(Exercise instructions): The lines from the start of the listing through the line containing "use tracing::info;" should be printed exactly, and no other lines should be printed.

=== Information ===

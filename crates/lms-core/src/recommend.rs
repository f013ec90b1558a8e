// Recommendation orchestration: history -> (current week, available set) ->
// survival search -> one pick or a message.

use std::fmt;

use serde::ser::SerializeStruct;
use serde::{Serialize, Serializer};
use tracing::info;

use crate::availability::{AvailabilityTracker, PickHistory};
use crate::probability::{ProbabilityTable, Week};
use crate::search::{MemoCache, SurvivalSearch};
use crate::settings::SeasonSettings;
use crate::team::{Team, TeamRegistry};

/// Why no pick could be recommended. These are normal outcomes.
#[derive(Debug, Clone, Copy, PartialEq, Eq)]
pub enum NoRecommendation {
    /// Every week already has a pick.
    AllWeeksFilled,
    /// The current week has no probability data.
    NoDataForWeek(Week),
    /// No available team has a usable probability for the current week.
    NoUsableTeam(Week),
}

impl NoRecommendation {
    pub fn message(&self) -> String {
        match self {
            NoRecommendation::AllWeeksFilled => {
                "All weeks already have picks. No recommendation available right now.".to_string()
            }
            NoRecommendation::NoDataForWeek(week) => {
                format!("No win probability data for Week {week}.")
            }
            NoRecommendation::NoUsableTeam(_) => {
                "No available team with win probability data. Check your previous picks."
                    .to_string()
            }
        }
    }
}

/// Outcome of a recommendation request.
#[derive(Debug, Clone, PartialEq)]
pub enum Recommendation {
    Pick {
        week: Week,
        team: Team,
        /// Survival probability along the best path within the horizon.
        probability: f64,
    },
    NoPick(NoRecommendation),
}

impl Recommendation {
    pub fn team(&self) -> Option<&Team> {
        match self {
            Recommendation::Pick { team, .. } => Some(team),
            Recommendation::NoPick(_) => None,
        }
    }
}

impl fmt::Display for Recommendation {
    fn fmt(&self, f: &mut fmt::Formatter<'_>) -> fmt::Result {
        match self {
            Recommendation::Pick {
                week,
                team,
                probability,
            } => write!(
                f,
                "Recommended Pick for Week {week}: {team} ({:.1}% win chance)",
                probability * 100.0
            ),
            Recommendation::NoPick(reason) => f.write_str(&reason.message()),
        }
    }
}

/// `{"week", "team", "probability"}` or `{"message"}`.
impl Serialize for Recommendation {
    fn serialize<S: Serializer>(&self, serializer: S) -> Result<S::Ok, S::Error> {
        match self {
            Recommendation::Pick {
                week,
                team,
                probability,
            } => {
                let mut s = serializer.serialize_struct("Recommendation", 3)?;
                s.serialize_field("week", week)?;
                s.serialize_field("team", team)?;
                s.serialize_field("probability", probability)?;
                s.end()
            }
            Recommendation::NoPick(reason) => {
                let mut s = serializer.serialize_struct("Recommendation", 1)?;
                s.serialize_field("message", &reason.message())?;
                s.end()
            }
        }
    }
}

/// Holds the immutable inputs shared by every request.
///
/// The table is stored with team names in their registry spelling, so data
/// that spells a team differently from week to week still matches the
/// available set.
#[derive(Debug, Clone)]
pub struct Recommender<'a> {
    table: ProbabilityTable,
    registry: &'a TeamRegistry,
    settings: SeasonSettings,
}

impl<'a> Recommender<'a> {
    pub fn new(
        table: &ProbabilityTable,
        registry: &'a TeamRegistry,
        settings: SeasonSettings,
    ) -> Self {
        Self {
            table: table.canonicalized(registry),
            registry,
            settings,
        }
    }

    pub fn settings(&self) -> &SeasonSettings {
        &self.settings
    }

    /// Recommend a pick for the first unfilled week of `history`.
    ///
    /// A fresh memo cache is created for this call and dropped before it
    /// returns.
    pub fn recommend(&self, history: &PickHistory) -> Recommendation {
        let tracker = AvailabilityTracker::new(self.registry, self.settings.total_weeks());

        let Some(week) = tracker.current_week(history) else {
            return Recommendation::NoPick(NoRecommendation::AllWeeksFilled);
        };

        if self.table.lookup(week).is_none() {
            return Recommendation::NoPick(NoRecommendation::NoDataForWeek(week));
        }

        let available = tracker.available_teams(history);
        let end_week = self.settings.end_week(week);
        let search = SurvivalSearch::new(&self.table, end_week);
        let mut cache = MemoCache::new();

        match search.best_pick(week, &available, &mut cache) {
            Some(best) => {
                info!(
                    "Week {} recommendation: {} ({:.4}) via {} through week {}, {} states",
                    week,
                    best.team,
                    best.probability,
                    self.settings.strategy(),
                    end_week,
                    cache.len()
                );
                Recommendation::Pick {
                    week,
                    team: best.team,
                    probability: best.probability,
                }
            }
            None => Recommendation::NoPick(NoRecommendation::NoUsableTeam(week)),
        }
    }
}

===

(Result for this task):
filename crates/lms-core/src/recommend.rs
repository f013ec90b1558a8e
// Recommendation orchestration: history -> (current week, available set) ->
// survival search -> one pick or a message.

use std::fmt;

use serde::ser::SerializeStruct;
use serde::{Serialize, Serializer};
use tracing::info;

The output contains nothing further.